## Task details
Could you return every line of the material that contains the word "time"?

## Exercise inputs
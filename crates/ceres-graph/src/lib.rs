//! Ceres Graph - visual scripting graph model and execution engine
//!
//! This crate provides the core of a node-graph scripting layer:
//!
//! - Typed ports with a registry of implicit conversions
//! - Shared, bindable variables with blackboard and global scopes
//! - Forward (control-chained) and Dependency (pull-evaluated) nodes
//! - A compiler that links ports and caches per-node dependency paths
//! - An async executor for event dispatch, sub-executions and function calls
//! - A persisted JSON format with type redirects and placeholder recovery
//!
//! # Architecture
//!
//! Persisted [`GraphData`] is hydrated into a [`Graph`] through a
//! [`NodeRegistry`], compiled with [`CompileOptions`], and dispatched by an
//! [`Executor`]. Nodes implement [`Node`] and see the running dispatch through
//! an [`ExecutionContext`]. Progress is reported as [`GraphEvent`]s to an
//! [`EventSink`].
//!
//! # Example
//!
//! ```ignore
//! use ceres_graph::{CompileOptions, DispatchRequest, Executor, Graph, GraphData, NodeRegistry};
//!
//! let data = GraphData::load("graphs/door.json").await?;
//! let graph = Graph::build(&data, &NodeRegistry::with_builtins(), &CompileOptions::default())?;
//! let outcome = Executor::default()
//!     .dispatch(&graph, DispatchRequest::event("Open"))
//!     .await?;
//! ```

pub mod arena;
pub mod builder;
pub mod compiler;
pub mod config;
pub mod context;
pub mod conversion;
pub mod data;
pub mod descriptor;
pub mod error;
pub mod events;
pub mod executor;
pub mod extensions;
pub mod graph;
pub mod groups;
pub mod node;
pub mod port;
pub mod redirect;
pub mod registry;
pub mod scheduler;
pub mod types;
pub mod validation;
pub mod value;
pub mod variable;

// Re-export key types
pub use arena::NodeHandle;
pub use builder::GraphBuilder;
pub use compiler::{CompileOptions, DependencyGraph, DependencyPaths};
pub use config::{EngineConfig, LOG_ENV};
pub use context::ExecutionContext;
pub use conversion::{Compatibility, ConversionRegistry, Converter, PortConversion};
pub use data::{
    ConnectionRecord, FunctionData, GraphData, NodeData, PortConnection, PortData, Position,
};
pub use descriptor::{DescribeNode, NodeDescriptor, PortDescriptor, VariableDescriptor, FLOW_INPUT};
pub use error::{CeresError, Result};
pub use events::{ChannelEventSink, EventError, EventSink, GraphEvent, NullEventSink, VecEventSink};
pub use executor::{
    DispatchOutcome, DispatchRequest, Entry, EventPayload, Executor, FunctionLibrary,
};
pub use extensions::{extension_keys, ExecutorExtensions};
pub use graph::{Graph, GraphNode, LocalFunction, MAX_ARRAY_SLOTS};
pub use groups::NodeGroup;
pub use node::{InvalidNode, Node};
pub use port::{Port, PortAddress, PortLink};
pub use redirect::{TypeRedirect, TypeRedirects};
pub use registry::{deserialize_node, NodeFactory, NodeRegistration, NodeRegistry, ResolvedNode};
pub use scheduler::{CancelHandle, Scheduler, TokioScheduler, WaitToken};
pub use types::{
    ExecutionPath, NodeCategory, NodeGuid, PortCapacity, PortDirection, PortKind, PortType,
    TypeIdentity,
};
pub use validation::{validate_graph, ValidationError};
pub use value::{FromValue, HostObject, ObjectRef, Value};
pub use variable::{Blackboard, GlobalVariables, SharedVariable, VariableData};

// Re-exported for `inventory::submit!` in downstream node crates
pub use inventory;
//! Flow nodes
//!
//! Entry events and control flow: branches, sequences, loops, delays.

mod branch;
mod delay;
mod execution_event;
mod for_loop;
mod log_node;
mod sequence;

pub use branch::BranchNode;
pub use delay::{scheduler_handle_type, DelayNode, SCHEDULER_HANDLE};
pub use execution_event::ExecutionEventNode;
pub use for_loop::ForLoopNode;
pub use log_node::LogNode;
pub use sequence::SequenceNode;
//! Built-in nodes running inside real dispatches

use std::sync::Arc;
use std::time::Duration;

use ceres_graph::{
    CeresError, CompileOptions, DispatchRequest, Executor, ExecutorExtensions, FunctionLibrary,
    Graph, GraphBuilder, GraphData, GraphEvent, NodeRegistry, ObjectRef, PortType, VariableData,
    VecEventSink,
};
use ceres_nodes::{setup_extensions, ForLoopNode, InvokeFunctionNode, SequenceNode};
use serde_json::json;

fn build(data: &GraphData) -> Graph {
    Graph::build(data, &NodeRegistry::with_builtins(), &CompileOptions::default()).unwrap()
}

fn start(builder: GraphBuilder) -> GraphBuilder {
    builder
        .add_node("start", "Ceres.Flow.ExecutionEvent")
        .with_fields(json!({"eventName": "Start"}))
}

#[tokio::test]
async fn test_loop_accumulates_into_blackboard_then_sequence() {
    let data = start(GraphBuilder::new("loop"))
        .add_variable(VariableData::new("total", PortType::Float, json!(0.0)))
        .add_node("loop", "Ceres.Flow.ForLoop")
        .with_constant(ForLoopNode::PORT_FIRST, json!(0))
        .with_constant(ForLoopNode::PORT_LAST, json!(3))
        .add_node("get", "Ceres.Variables.GetVariable")
        .with_fields(json!({"variable": "total"}))
        .add_node("add", "Ceres.Math.Add")
        .add_node("set", "Ceres.Variables.SetVariable")
        .with_fields(json!({"variable": "total"}))
        .add_node("seq", "Ceres.Flow.Sequence")
        .add_node("first", "Ceres.Flow.Log")
        .with_constant("message", json!("first"))
        .add_node("second", "Ceres.Flow.Log")
        .with_constant("message", json!("second"))
        .connect_control("start", "next", "loop")
        .connect_control("loop", ForLoopNode::PORT_BODY, "set")
        .connect("get", "value", "add", "a")
        .connect("loop", ForLoopNode::PORT_INDEX, "add", "b")
        .connect("add", "result", "set", "value")
        .connect_control("loop", ForLoopNode::PORT_COMPLETED, "seq")
        .connect_control_at("seq", SequenceNode::PORT_THEN, 0, "first")
        .connect_control_at("seq", SequenceNode::PORT_THEN, 1, "second")
        .build();
    let graph = build(&data);

    let outcome = Executor::default()
        .dispatch(&graph, DispatchRequest::event("Start"))
        .await
        .unwrap();

    assert_eq!(graph.blackboard().get_value::<f64>("total"), 3.0);
    assert_eq!(outcome.runs_of("set"), 3);
    // dependencies re-run for every consumer execution
    assert_eq!(outcome.runs_of("get"), 3);
    assert_eq!(outcome.runs_of("add"), 3);
    assert_eq!(&outcome.trace[outcome.trace.len() - 3..], ["seq", "first", "second"]);
}

#[tokio::test]
async fn test_events_and_messages_reach_sink() {
    let data = start(GraphBuilder::new("hello"))
        .add_node("log", "Ceres.Flow.Log")
        .with_constant("message", json!("hello"))
        .connect_control("start", "next", "log")
        .build();
    let graph = build(&data);
    let sink = Arc::new(VecEventSink::new());

    Executor::default()
        .with_sink(sink.clone())
        .dispatch(&graph, DispatchRequest::event("Start"))
        .await
        .unwrap();

    let events = sink.events();
    assert!(matches!(events.first(), Some(GraphEvent::DispatchStarted { .. })));
    assert!(matches!(
        events.last(),
        Some(GraphEvent::DispatchCompleted { nodes_executed: 2, .. })
    ));
    assert!(events.iter().any(|e| matches!(
        e,
        GraphEvent::NodeMessage { node_guid, message, .. }
            if node_guid == "log" && message == "hello"
    )));
    assert_eq!(sink.started_nodes(), vec!["start", "log"]);
}

fn delay_graph(seconds: f64) -> GraphData {
    start(GraphBuilder::new("delay"))
        .add_variable(VariableData::new("wait", PortType::Float, json!(0.0)))
        .add_node("delay", "Ceres.Flow.Delay")
        .with_constant("seconds", json!(seconds))
        .add_node("widen", "Ceres.Math.Add")
        .add_node("after", "Ceres.Variables.SetVariable")
        .with_fields(json!({"variable": "wait"}))
        .connect_control("start", "next", "delay")
        .connect("delay", "handle", "widen", "a")
        .connect("widen", "result", "after", "value")
        .connect_control("delay", "next", "after")
        .build()
}

#[tokio::test]
async fn test_delay_resumes_same_chain() {
    let graph = build(&delay_graph(0.01));
    let outcome = Executor::default()
        .dispatch(&graph, DispatchRequest::event("Start"))
        .await
        .unwrap();
    assert_eq!(outcome.trace.last().map(String::as_str), Some("after"));
    // the handle converts to a float wait id
    assert!(graph.blackboard().get_value::<f64>("wait") >= 1.0);
}

#[tokio::test]
async fn test_cancelled_delay_faults_dispatch() {
    let mut extensions = ExecutorExtensions::new();
    let scheduler = setup_extensions(&mut extensions).unwrap();
    let executor = Executor::default().with_extensions(extensions);
    let graph = Arc::new(build(&delay_graph(3600.0)));

    let handle = executor.spawn(graph.clone(), DispatchRequest::event("Start"));
    tokio::time::timeout(Duration::from_secs(5), async {
        while scheduler.pending() == 0 {
            tokio::time::sleep(Duration::from_millis(1)).await;
        }
    })
    .await
    .unwrap();
    assert_eq!(scheduler.cancel_all(), 1);

    let result = handle.await.unwrap();
    assert!(matches!(result, Err(CeresError::Cancelled)));
    assert_eq!(graph.blackboard().get_value::<f64>("wait"), 0.0);
}

/// `input.args[0] * factor -> output`
fn scale_function(name: &str, factor: f64) -> GraphData {
    GraphBuilder::new(name)
        .add_node("in", "Ceres.Functions.FunctionInput")
        .with_fields(json!({"functionName": name}))
        .add_node("mul", "Ceres.Math.Multiply")
        .with_constant("b", json!(factor))
        .add_node("out", "Ceres.Functions.FunctionOutput")
        .connect_at(("in", "args", 0), ("mul", "a", 0))
        .connect("mul", "result", "out", "value")
        .connect_control("in", "next", "out")
        .build()
}

fn caller(function: &str, arg: serde_json::Value) -> GraphBuilder {
    start(GraphBuilder::new("caller"))
        .add_variable(VariableData::new("answer", PortType::Float, json!(0.0)))
        .add_node("call", "Ceres.Functions.InvokeFunction")
        .with_fields(json!({"functionName": function}))
        .with_constant_at(InvokeFunctionNode::PORT_ARGS, 0, arg)
        .add_node("set", "Ceres.Variables.SetVariable")
        .with_fields(json!({"variable": "answer"}))
        .connect_control("start", "next", "call")
        .connect("call", InvokeFunctionNode::PORT_RESULT, "set", "value")
        .connect_control("call", InvokeFunctionNode::PORT_NEXT, "set")
}

#[tokio::test]
async fn test_local_function_returns_value() {
    let data = caller("Double", json!(21))
        .add_function("Double", scale_function("Double", 2.0))
        .build();
    let graph = build(&data);

    Executor::default()
        .dispatch(&graph, DispatchRequest::event("Start"))
        .await
        .unwrap();
    assert_eq!(graph.blackboard().get_value::<f64>("answer"), 42.0);
}

#[tokio::test]
async fn test_library_function_and_unknown_function() {
    let mut library = FunctionLibrary::new();
    library.insert("Triple", Arc::new(build(&scale_function("Triple", 3.0))));
    let executor = Executor::default().with_functions(library);

    let graph = build(&caller("Triple", json!(5)).build());
    executor
        .dispatch(&graph, DispatchRequest::event("Start"))
        .await
        .unwrap();
    assert_eq!(graph.blackboard().get_value::<f64>("answer"), 15.0);

    let graph = build(&caller("Missing", json!(5)).build());
    let err = executor
        .dispatch(&graph, DispatchRequest::event("Start"))
        .await
        .unwrap_err();
    assert!(matches!(err, CeresError::UnknownFunction(name) if name == "Missing"));
}

struct Door;

#[tokio::test]
async fn test_describe_target_defaults_to_trigger() {
    let data = start(GraphBuilder::new("doors"))
        .add_variable(VariableData::new("kind", PortType::String, json!("")))
        .add_node("describe", "Ceres.Objects.DescribeTarget")
        .add_node("set", "Ceres.Variables.SetVariable")
        .with_fields(json!({"variable": "kind"}))
        .connect("describe", "kind", "set", "value")
        .connect_control("start", "next", "set")
        .build();
    let graph = build(&data);
    let executor = Executor::default();

    let door = Arc::new(Door);
    let trigger = ObjectRef::new("Door", &door);
    executor
        .dispatch(&graph, DispatchRequest::event("Start").with_trigger(trigger.clone()))
        .await
        .unwrap();
    assert_eq!(graph.blackboard().get_value::<String>("kind"), "Door");

    drop(door);
    executor
        .dispatch(&graph, DispatchRequest::event("Start").with_trigger(trigger))
        .await
        .unwrap();
    assert_eq!(graph.blackboard().get_value::<String>("kind"), "");
}

#[tokio::test]
async fn test_saved_graph_loads_and_runs() {
    let dir = tempfile::tempdir().unwrap();
    let path = dir.path().join("graphs").join("double.json");
    let data = caller("Double", json!(4))
        .add_function("Double", scale_function("Double", 2.0))
        .build();

    data.save(&path).await.unwrap();
    let loaded = GraphData::load(&path).await.unwrap();
    assert_eq!(loaded, data);

    let graph = build(&loaded);
    Executor::default()
        .dispatch(&graph, DispatchRequest::event("Start"))
        .await
        .unwrap();
    assert_eq!(graph.blackboard().get_value::<f64>("answer"), 8.0);
}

## Answer box
use std::time::Duration;
    tokio::time::timeout(Duration::from_secs(5), async {
            tokio::time::sleep(Duration::from_millis(1)).await;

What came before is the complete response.